Yeah, we all hated it. It is simply a time filler. That said, the implementation is incredibly pleasing; when you hit a deposit, you receive graphical, physical, and audible feedback that indicate the presence and amount of minerals. For each of the four different mineral types, there is a distinctively different type of vibration and sound. The rumble feedback varies from a slow, pulsing throb, to a fast jackhammer. The graphical display is a series of squiggly lines, like an EEG, that spike at different points according to what mineral you’ve found. Maximizing your take involves moving the scanning reticle very small distances to make the line the biggest and the vibration the strongest. It’s captivating.

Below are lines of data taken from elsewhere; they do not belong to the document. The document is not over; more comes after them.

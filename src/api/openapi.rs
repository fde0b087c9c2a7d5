use utoipa::openapi::security::{HttpAuthScheme, HttpBuilder, SecurityScheme};
use utoipa::{Modify, OpenApi};

use crate::{
    api::models::{
        AddEntryRequest, AddSavingRequest, AuthResponse, CategoryTotalsResponse,
        CreateGoalRequest, CreateSplitGroupRequest, EditEntryRequest, EditSplitGroupRequest,
        ErrorResponse, LoginRequest, ParticipantRequest, RegisterRequest, UpdateGoalRequest,
        UpdateProfileRequest, UserProfile,
    },
    core::{
        models::{
            entry::{EntryKind, LedgerEntry},
            goal::Goal,
            split_group::{SplitGroup, SplitParticipant},
            user::MonthlySummary,
        },
        reconcile::{BalanceAudit, DriftReport},
        services::{
            ContributionOutcome, GoalDeletion, MonthSummaryView, MonthlyLedgerView,
            SplitCompletion, TrendPoint,
        },
    },
};

struct SecurityAddon;

impl Modify for SecurityAddon {
    fn modify(&self, openapi: &mut utoipa::openapi::OpenApi) {
        if let Some(components) = openapi.components.as_mut() {
            components.add_security_scheme(
                "Bearer",
                SecurityScheme::Http(
                    HttpBuilder::new()
                        .scheme(HttpAuthScheme::Bearer)
                        .bearer_format("JWT")
                        .build(),
                ),
            );
        }
    }
}

#[derive(OpenApi)]
#[openapi(
    paths(
        super::handlers::register,
        super::handlers::login,
        super::handlers::get_profile,
        super::handlers::update_profile,
        super::handlers::add_expense,
        super::handlers::add_income,
        super::handlers::edit_entry,
        super::handlers::delete_entry,
        super::handlers::recent_activity,
        super::handlers::full_activity,
        super::handlers::current_summary,
        super::handlers::monthly_ledger,
        super::handlers::category_totals,
        super::handlers::monthly_trends,
        super::handlers::list_goals,
        super::handlers::create_goal,
        super::handlers::get_goal,
        super::handlers::update_goal,
        super::handlers::delete_goal,
        super::handlers::add_saving,
        super::handlers::create_split_group,
        super::handlers::my_created_splits,
        super::handlers::my_participating_splits,
        super::handlers::get_split_group,
        super::handlers::edit_split_group,
        super::handlers::complete_split_group,
        super::handlers::drift_reports,
        super::handlers::audit_balance
    ),
    components(schemas(
        RegisterRequest,
        LoginRequest,
        UpdateProfileRequest,
        AddEntryRequest,
        EditEntryRequest,
        CreateGoalRequest,
        UpdateGoalRequest,
        AddSavingRequest,
        ParticipantRequest,
        CreateSplitGroupRequest,
        EditSplitGroupRequest,
        ErrorResponse,
        AuthResponse,
        UserProfile,
        CategoryTotalsResponse,
        EntryKind,
        LedgerEntry,
        MonthlySummary,
        Goal,
        SplitGroup,
        SplitParticipant,
        MonthSummaryView,
        MonthlyLedgerView,
        TrendPoint,
        ContributionOutcome,
        GoalDeletion,
        SplitCompletion,
        DriftReport,
        BalanceAudit
    )),
    modifiers(&SecurityAddon),
    info(
        title = "Fintrack API",
        description = "Personal finance ledger: expenses, income, savings goals and bill splits",
        version = "0.1.0"
    )
)]
pub struct ApiDoc;
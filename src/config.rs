use dotenv::dotenv;
use once_cell::sync::Lazy;
use std::env;

pub struct Config {
    pub port: u16,
    pub log_level: String,
    pub jwt_secret: String,
    /// Token lifetime in hours. Defaults to seven days.
    pub jwt_expiry_hours: i64,
}

impl std::fmt::Debug for Config {
    fn fmt(&self, f: &mut std::fmt::Formatter<'_>) -> std::fmt::Result {
        f.debug_struct("Config")
            .field("port", &self.port)
            .field("log_level", &self.log_level)
            .field("jwt_secret", &"<redacted>")
            .field("jwt_expiry_hours", &self.jwt_expiry_hours)
            .finish()
    }
}

impl Config {
    fn from_env() -> Self {
        dotenv().ok();

        Self {
            port: env::var("PORT")
                .ok()
                .and_then(|v| v.parse().ok())
                .unwrap_or(3000),
            log_level: env::var("LOG_LEVEL").unwrap_or_else(|_| "info".to_string()),
            jwt_secret: env::var("JWT_SECRET").unwrap_or_else(|_| "secret".to_string()),
            jwt_expiry_hours: env::var("JWT_EXPIRY_HOURS")
                .ok()
                .and_then(|v| v.parse().ok())
                .unwrap_or(24 * 7),
        }
    }
}

// Global static accessible everywhere
pub static CONFIG: Lazy<Config> = Lazy::new(Config::from_env);
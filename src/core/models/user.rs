use std::collections::BTreeMap;

use chrono::{DateTime, Utc};
use rust_decimal::Decimal;
use serde::{Deserialize, Serialize};
use utoipa::ToSchema;
use uuid::Uuid;

/// Per-month rollup of a user's ledger. One record per calendar month,
/// created lazily on first write and never deleted afterwards.
#[derive(Clone, Debug, Serialize, Deserialize, ToSchema)]
pub struct MonthlySummary {
    /// Month key in `YYYY-MM` form, derived from entry creation time.
    pub month: String,
    pub total_expense: Decimal,
    pub total_income: Decimal,
    /// Expense totals keyed by category. Income totals never land here.
    /// A category that returns to zero stays in the map.
    pub categories: BTreeMap<String, Decimal>,
}

impl MonthlySummary {
    pub fn new(month: impl Into<String>) -> Self {
        MonthlySummary {
            month: month.into(),
            total_expense: Decimal::ZERO,
            total_income: Decimal::ZERO,
            categories: BTreeMap::new(),
        }
    }
}

#[derive(Clone, Debug)]
pub struct User {
    pub id: Uuid,
    pub name: String,
    pub username: Option<String>,
    pub email: String,
    pub password_hash: String,
    pub phone: Option<String>,
    pub avatar_url: Option<String>,
    pub bank_balance: Decimal,
    pub monthly_income: Decimal,
    pub coins: i64,
    pub monthly_summaries: Vec<MonthlySummary>,
    pub created_at: DateTime<Utc>,
    pub updated_at: DateTime<Utc>,
}

impl User {
    pub fn summary_for(&self, month: &str) -> Option<&MonthlySummary> {
        self.monthly_summaries.iter().find(|s| s.month == month)
    }

    /// Matches the lookup identifiers accepted by split-group creation:
    /// email, phone number or username.
    pub fn matches_identifier(&self, identifier: &str) -> bool {
        let normalized = identifier.trim().to_lowercase();
        if self.email.to_lowercase() == normalized {
            return true;
        }
        if self
            .phone
            .as_deref()
            .is_some_and(|p| p == identifier.trim())
        {
            return true;
        }
        self.username
            .as_deref()
            .is_some_and(|u| u.to_lowercase() == normalized)
    }
}
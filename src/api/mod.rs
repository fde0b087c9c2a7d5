pub mod handlers;
pub mod models;
pub mod openapi;

pub use handlers::{AppService, api_routes};
pub use openapi::ApiDoc;
pub mod analytics;
pub mod notify;
pub mod storage;
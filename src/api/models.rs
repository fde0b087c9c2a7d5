use axum::{Json, http::StatusCode, response::IntoResponse};
use chrono::{DateTime, Utc};
use rust_decimal::Decimal;
use serde::{Deserialize, Serialize};
use utoipa::ToSchema;
use uuid::Uuid;

use crate::core::errors::LedgerError;
use crate::core::models::user::User;
use crate::core::services::{
    EntryUpdate, GoalUpdate, NewEntry, ParticipantSpec, ProfileUpdate, SplitGroupUpdate,
};

// Request structs for JSON payloads

#[derive(Deserialize, ToSchema)]
pub struct RegisterRequest {
    pub name: String,
    pub email: String,
    pub password: String,
    pub phone: Option<String>,
}

#[derive(Deserialize, ToSchema)]
pub struct LoginRequest {
    pub email: String,
    pub password: String,
}

#[derive(Deserialize, ToSchema)]
pub struct UpdateProfileRequest {
    pub name: Option<String>,
    pub username: Option<String>,
    pub phone: Option<String>,
    pub avatar_url: Option<String>,
    pub monthly_income: Option<Decimal>,
}

impl From<UpdateProfileRequest> for ProfileUpdate {
    fn from(req: UpdateProfileRequest) -> Self {
        ProfileUpdate {
            name: req.name,
            username: req.username,
            phone: req.phone,
            avatar_url: req.avatar_url,
            monthly_income: req.monthly_income,
        }
    }
}

#[derive(Deserialize, ToSchema)]
pub struct AddEntryRequest {
    pub title: String,
    pub amount: Decimal,
    pub category: Option<String>,
    pub date: Option<DateTime<Utc>>,
}

impl From<AddEntryRequest> for NewEntry {
    fn from(req: AddEntryRequest) -> Self {
        NewEntry {
            title: req.title,
            amount: req.amount,
            category: req.category,
            date: req.date,
        }
    }
}

#[derive(Deserialize, ToSchema)]
pub struct EditEntryRequest {
    pub title: String,
    pub amount: Decimal,
    pub category: Option<String>,
}

impl From<EditEntryRequest> for EntryUpdate {
    fn from(req: EditEntryRequest) -> Self {
        EntryUpdate {
            title: req.title,
            amount: req.amount,
            category: req.category,
        }
    }
}

#[derive(Deserialize, ToSchema)]
pub struct CreateGoalRequest {
    pub title: String,
    pub amount: Decimal,
}

#[derive(Deserialize, ToSchema)]
pub struct UpdateGoalRequest {
    pub title: Option<String>,
    pub amount: Option<Decimal>,
}

impl From<UpdateGoalRequest> for GoalUpdate {
    fn from(req: UpdateGoalRequest) -> Self {
        GoalUpdate {
            title: req.title,
            amount: req.amount,
        }
    }
}

#[derive(Deserialize, ToSchema)]
pub struct AddSavingRequest {
    pub amount: Decimal,
}

#[derive(Deserialize, ToSchema)]
pub struct ParticipantRequest {
    /// Known user id; takes precedence over `identifier` when both are set.
    pub user_id: Option<Uuid>,
    /// Email, phone or username to resolve.
    pub identifier: Option<String>,
    pub amount_to_pay: Decimal,
}

impl From<ParticipantRequest> for ParticipantSpec {
    fn from(req: ParticipantRequest) -> Self {
        ParticipantSpec {
            user_id: req.user_id,
            identifier: req.identifier,
            amount_to_pay: req.amount_to_pay,
        }
    }
}

#[derive(Deserialize, ToSchema)]
pub struct CreateSplitGroupRequest {
    pub title: String,
    pub creator_upi: String,
    pub participants: Vec<ParticipantRequest>,
}

#[derive(Deserialize, ToSchema)]
pub struct EditSplitGroupRequest {
    pub title: Option<String>,
    pub creator_upi: Option<String>,
    pub participants: Option<Vec<ParticipantRequest>>,
}

impl From<EditSplitGroupRequest> for SplitGroupUpdate {
    fn from(req: EditSplitGroupRequest) -> Self {
        SplitGroupUpdate {
            title: req.title,
            creator_upi: req.creator_upi,
            participants: req
                .participants
                .map(|ps| ps.into_iter().map(ParticipantSpec::from).collect()),
        }
    }
}

// Response views

/// Public view of a user; credentials never leave the service.
#[derive(Serialize, ToSchema)]
pub struct UserProfile {
    pub id: Uuid,
    pub name: String,
    pub username: Option<String>,
    pub email: String,
    pub phone: Option<String>,
    pub avatar_url: Option<String>,
    pub bank_balance: Decimal,
    pub monthly_income: Decimal,
    pub coins: i64,
    pub created_at: DateTime<Utc>,
}

impl From<User> for UserProfile {
    fn from(user: User) -> Self {
        UserProfile {
            id: user.id,
            name: user.name,
            username: user.username,
            email: user.email,
            phone: user.phone,
            avatar_url: user.avatar_url,
            bank_balance: user.bank_balance,
            monthly_income: user.monthly_income,
            coins: user.coins,
            created_at: user.created_at,
        }
    }
}

#[derive(Serialize, ToSchema)]
pub struct AuthResponse {
    pub token: String,
    pub user: UserProfile,
}

/// All-time expense totals per category.
#[derive(Serialize, ToSchema)]
pub struct CategoryTotalsResponse {
    pub categories: std::collections::BTreeMap<String, Decimal>,
}

// Error response struct
#[derive(Serialize, ToSchema)]
pub struct ErrorResponse {
    pub error: String,
}

// Newtype wrapper for LedgerError to implement IntoResponse
pub struct ApiError(pub LedgerError);

impl From<LedgerError> for ApiError {
    fn from(err: LedgerError) -> Self {
        ApiError(err)
    }
}

impl IntoResponse for ApiError {
    fn into_response(self) -> axum::response::Response {
        let status = match &self.0 {
            LedgerError::MissingField(_)
            | LedgerError::InvalidAmount(_)
            | LedgerError::InvalidInput { .. }
            | LedgerError::InvalidEmail(_)
            | LedgerError::InvalidPhone => StatusCode::BAD_REQUEST,
            LedgerError::EmailAlreadyRegistered(_) => StatusCode::CONFLICT,
            LedgerError::InvalidCredentials | LedgerError::Unauthorized(_) => {
                StatusCode::UNAUTHORIZED
            }
            LedgerError::UserNotFound(_)
            | LedgerError::EntryNotFound { .. }
            | LedgerError::GoalNotFound(_)
            | LedgerError::GroupNotFound(_)
            | LedgerError::ParticipantNotFound(_) => StatusCode::NOT_FOUND,
            LedgerError::NotGroupCreator(_) => StatusCode::FORBIDDEN,
            LedgerError::StorageError(_)
            | LedgerError::NotificationError(_)
            | LedgerError::AnalyticsError(_)
            | LedgerError::InternalServerError(_) => StatusCode::INTERNAL_SERVER_ERROR,
        };
        (
            status,
            Json(ErrorResponse {
                error: self.0.to_string(),
            }),
        )
            .into_response()
    }
}
use chrono::{DateTime, Utc};
use serde::Serialize;
use uuid::Uuid;

/// A user-facing notification handed to the delivery channel.
#[derive(Clone, Debug, Serialize)]
pub struct NotificationRecord {
    pub id: Uuid,
    pub user_id: Uuid,
    pub title: String,
    pub message: String,
    pub created_at: DateTime<Utc>,
}

/// A product analytics event. Delivery is fire-and-forget; failures are
/// logged and never surfaced to the caller.
#[derive(Clone, Debug, Serialize)]
pub struct AnalyticsEvent {
    pub id: Uuid,
    pub user_id: Uuid,
    pub event: String,
    pub properties: serde_json::Value,
    pub created_at: DateTime<Utc>,
}
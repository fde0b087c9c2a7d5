pub mod balance;
pub mod errors;
pub mod locks;
pub mod models;
pub mod reconcile;
pub mod services;
pub mod summary;
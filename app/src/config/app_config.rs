use std::{
    env, fs,
    path::{Path, PathBuf},
    str::FromStr,
};

use anyhow::{Context, Result, anyhow};
use internal::domain::{
    alarm::{AlarmConfig, DEFAULT_ALARM_TEXT, MalformedEventPolicy},
    night_window::{DEFAULT_LOWER_BOUND, DEFAULT_UPPER_BOUND, NightWindow},
};
use rustls::pki_types::{CertificateDer, PrivateKeyDer};
use serde::Deserialize;

use crate::{
    inbound::model::event::{Envelope, EnvelopeKind},
    utils::pem::PemUtils,
};

use super::nats_config::NatsConfig;

pub const CONFIG_PATH_VAR: &str = "MOTION_ALARM_CONFIG";
const DEFAULT_CONFIG_FILE: &str = "config.toml";

const TOPIC_VAR: &str = "KAFKA_MOTION_TOPIC";
const WEBHOOK_URL_VAR: &str = "DISCORD_WEBHOOK_URL";
const ALARM_TEXT_VAR: &str = "MOTION_ALARM_STR";
const UPPER_BOUND_VAR: &str = "MOTION_ALARM_UPPER_BOUND";
const LOWER_BOUND_VAR: &str = "MOTION_ALARM_LOWER_BOUND";
const ENVELOPE_VAR: &str = "MOTION_EVENT_ENVELOPE";
const MALFORMED_POLICY_VAR: &str = "MOTION_MALFORMED_POLICY";

#[derive(Deserialize, Default, Clone, Debug)]
#[serde(default)]
pub struct AppConfig {
    pub nats: NatsConfig,
    pub alarm: AlarmSettings,
    pub webhook: WebhookConfig,
}

#[derive(Deserialize, Clone, Debug)]
#[serde(default)]
pub struct AlarmSettings {
    pub alarm_text: String,
    pub upper_bound: u32,
    pub lower_bound: u32,
    pub envelope: EnvelopeKind,
    /// Wrapper key holding the JSON encoded event, only read for the nested envelope.
    pub envelope_key: String,
    pub malformed_policy: String,
}

impl Default for AlarmSettings {
    fn default() -> Self {
        AlarmSettings {
            alarm_text: DEFAULT_ALARM_TEXT.to_string(),
            upper_bound: DEFAULT_UPPER_BOUND,
            lower_bound: DEFAULT_LOWER_BOUND,
            envelope: EnvelopeKind::default(),
            envelope_key: String::from("message"),
            malformed_policy: String::from("abort"),
        }
    }
}

#[derive(Deserialize, Default, Clone, Debug)]
#[serde(default)]
pub struct WebhookConfig {
    pub url: Option<String>,
}

impl AppConfig {
    pub fn load(file_path: &Path) -> Result<AppConfig> {
        let content = fs::read_to_string(file_path)
            .map_err(|err| anyhow!("Could not read config file {}: {:?}", file_path.display(), err))?;
        toml::from_str(&content).map_err(|err| anyhow!("Could not parse TOML config: {:?}", err))
    }

    /// Reads the TOML file, when there is one, then applies the environment on top of it.
    pub fn from_env() -> Result<AppConfig> {
        let mut conf = match env::var(CONFIG_PATH_VAR) {
            Ok(path) => Self::load(&PathBuf::from(path))?,
            Err(_) if Path::new(DEFAULT_CONFIG_FILE).exists() => Self::load(Path::new(DEFAULT_CONFIG_FILE))?,
            Err(_) => AppConfig::default(),
        };
        conf.override_with(|key| env::var(key).ok())?;
        Ok(conf)
    }

    pub fn override_with(&mut self, lookup: impl Fn(&str) -> Option<String>) -> Result<()> {
        if let Some(topic) = lookup(TOPIC_VAR) {
            self.nats.consumer.topic = topic;
        }
        if let Some(url) = lookup(WEBHOOK_URL_VAR) {
            self.webhook.url = Some(url);
        }
        if let Some(text) = lookup(ALARM_TEXT_VAR) {
            self.alarm.alarm_text = text;
        }
        if let Some(hour) = lookup(UPPER_BOUND_VAR) {
            self.alarm.upper_bound = Self::parse_hour(UPPER_BOUND_VAR, &hour)?;
        }
        if let Some(hour) = lookup(LOWER_BOUND_VAR) {
            self.alarm.lower_bound = Self::parse_hour(LOWER_BOUND_VAR, &hour)?;
        }
        if let Some(kind) = lookup(ENVELOPE_VAR) {
            self.alarm.envelope = EnvelopeKind::from_str(&kind).with_context(|| format!("Invalid {ENVELOPE_VAR}"))?;
        }
        if let Some(policy) = lookup(MALFORMED_POLICY_VAR) {
            self.alarm.malformed_policy = policy;
        }
        Ok(())
    }

    fn parse_hour(name: &str, value: &str) -> Result<u32> {
        value
            .trim()
            .parse::<u32>()
            .with_context(|| format!("{name} must be an hour of the day, got `{value}`"))
    }

    pub fn alarm_config(&self) -> Result<AlarmConfig> {
        Ok(AlarmConfig {
            window: NightWindow::new(self.alarm.upper_bound, self.alarm.lower_bound)?,
            alarm_text: self.alarm.alarm_text.clone(),
            malformed_policy: MalformedEventPolicy::from_str(&self.alarm.malformed_policy)?,
        })
    }

    pub fn envelope(&self) -> Envelope {
        self.alarm.envelope.with_key(&self.alarm.envelope_key)
    }

    /// An empty URL counts as unset.
    pub fn webhook_url(&self) -> Option<String> {
        self.webhook.url.clone().filter(|url| !url.trim().is_empty())
    }
}

#[derive(Deserialize, Default, Clone, Debug)]
pub struct CertConfig {
    absolute_folder_path: String,
    key_file_name: String,
    cert_file_name: String,
    root_ca_file_name: String,
}

pub enum CertFileType {
    Key,
    Cert,
    Ca,
}

#[cfg_attr(test, mockall::automock)]
pub trait CertificateProvider {
    fn get_path_of(&self, cert_type: CertFileType) -> String;
    fn private_key(&self) -> Result<PrivateKeyDer<'static>>;
    fn certificate(&self) -> Result<CertificateDer<'static>>;
    fn root_ca(&self) -> Result<CertificateDer<'static>>;
}

impl CertConfig {
    fn read(&self, cert_type: CertFileType) -> Result<Vec<u8>> {
        let path = self.get_path_of(cert_type);
        fs::read(&path).with_context(|| format!("Failed to read file: {}", path))
    }
}

impl CertificateProvider for CertConfig {
    fn get_path_of(&self, cert_type: CertFileType) -> String {
        match cert_type {
            CertFileType::Ca => format!("{}/{}", self.absolute_folder_path, self.root_ca_file_name),
            CertFileType::Cert => format!("{}/{}", self.absolute_folder_path, self.cert_file_name),
            CertFileType::Key => format!("{}/{}", self.absolute_folder_path, self.key_file_name),
        }
    }

    fn private_key(&self) -> Result<PrivateKeyDer<'static>> {
        PemUtils::parse_private_key(self.read(CertFileType::Key)?)
    }

    fn certificate(&self) -> Result<CertificateDer<'static>> {
        PemUtils::parse_certificate(self.read(CertFileType::Cert)?)
    }

    fn root_ca(&self) -> Result<CertificateDer<'static>> {
        PemUtils::parse_certificate(self.read(CertFileType::Ca)?)
    }
}
use thiserror::Error;

/// Reasons a stream message cannot be turned into a motion event.
#[derive(Error, Debug, Clone, PartialEq)]
pub enum EventError {
    #[error("Payload is not valid JSON: {0}")]
    InvalidPayload(String),
    #[error("Payload must be a JSON object")]
    NotAnObject,
    #[error("Envelope key `{0}` is missing or does not hold a JSON string")]
    MissingEnvelope(String),
    #[error("Invalid event field: {0}")]
    InvalidField(String),
    #[error("Timestamp {0} cannot be converted into a date")]
    InvalidTimestamp(f64),
}

#[derive(Error, Debug, Clone, PartialEq)]
pub enum NotificationError {
    #[error("Configuration missing: {0} is not set")]
    ConfigurationMissing(&'static str),
    #[error("Webhook answered with status code {0}")]
    NotificationFailure(u16),
    #[error("Unable to reach the webhook: {0}")]
    NotificationTransport(String),
}

#[derive(Error, Debug, Clone, PartialEq)]
pub enum AlarmServiceError {
    #[error("Malformed event: {0}")]
    MalformedEvent(#[from] EventError),
}

#[derive(Error, Debug, Clone, PartialEq)]
pub enum AlarmConfigError {
    #[error("Hour {value} for the {name} bound is out of range, expected 0..=23")]
    InvalidHour { name: &'static str, value: u32 },
    #[error("Unknown malformed event policy `{0}`, expected `skip` or `abort`")]
    UnknownPolicy(String),
}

Yet, it goes over the top; I'm not sure why the screen shakes and there's an explosive shooting sound when a probe is launched, as if I'm firing a torpedo from a submarine instead of the most advance spaceship in the galaxy. And really, don't I have a science officer? Should I really be spending my time scanning for minerals? Furthermore, the game doesn’t let you know when you have ‘enough’. I ended the game with over 100,000 units in three categories of minerals; even after buying every upgrade I kept going as I thought there might be something more to do with them. I wish Yeoman Chambers would've leaned over and been, like, "Hey Shepard, I think you may have a problem. Put down the probes."

It’s a charming, annoying, captivating, and completely interesting little piece of this massive game. For what could’ve been a forgettable mini-game, with the amount of player feedback it gives, it’s the most polished and pleasing mini-game ever, and I’m still not sure if I love it or hate it.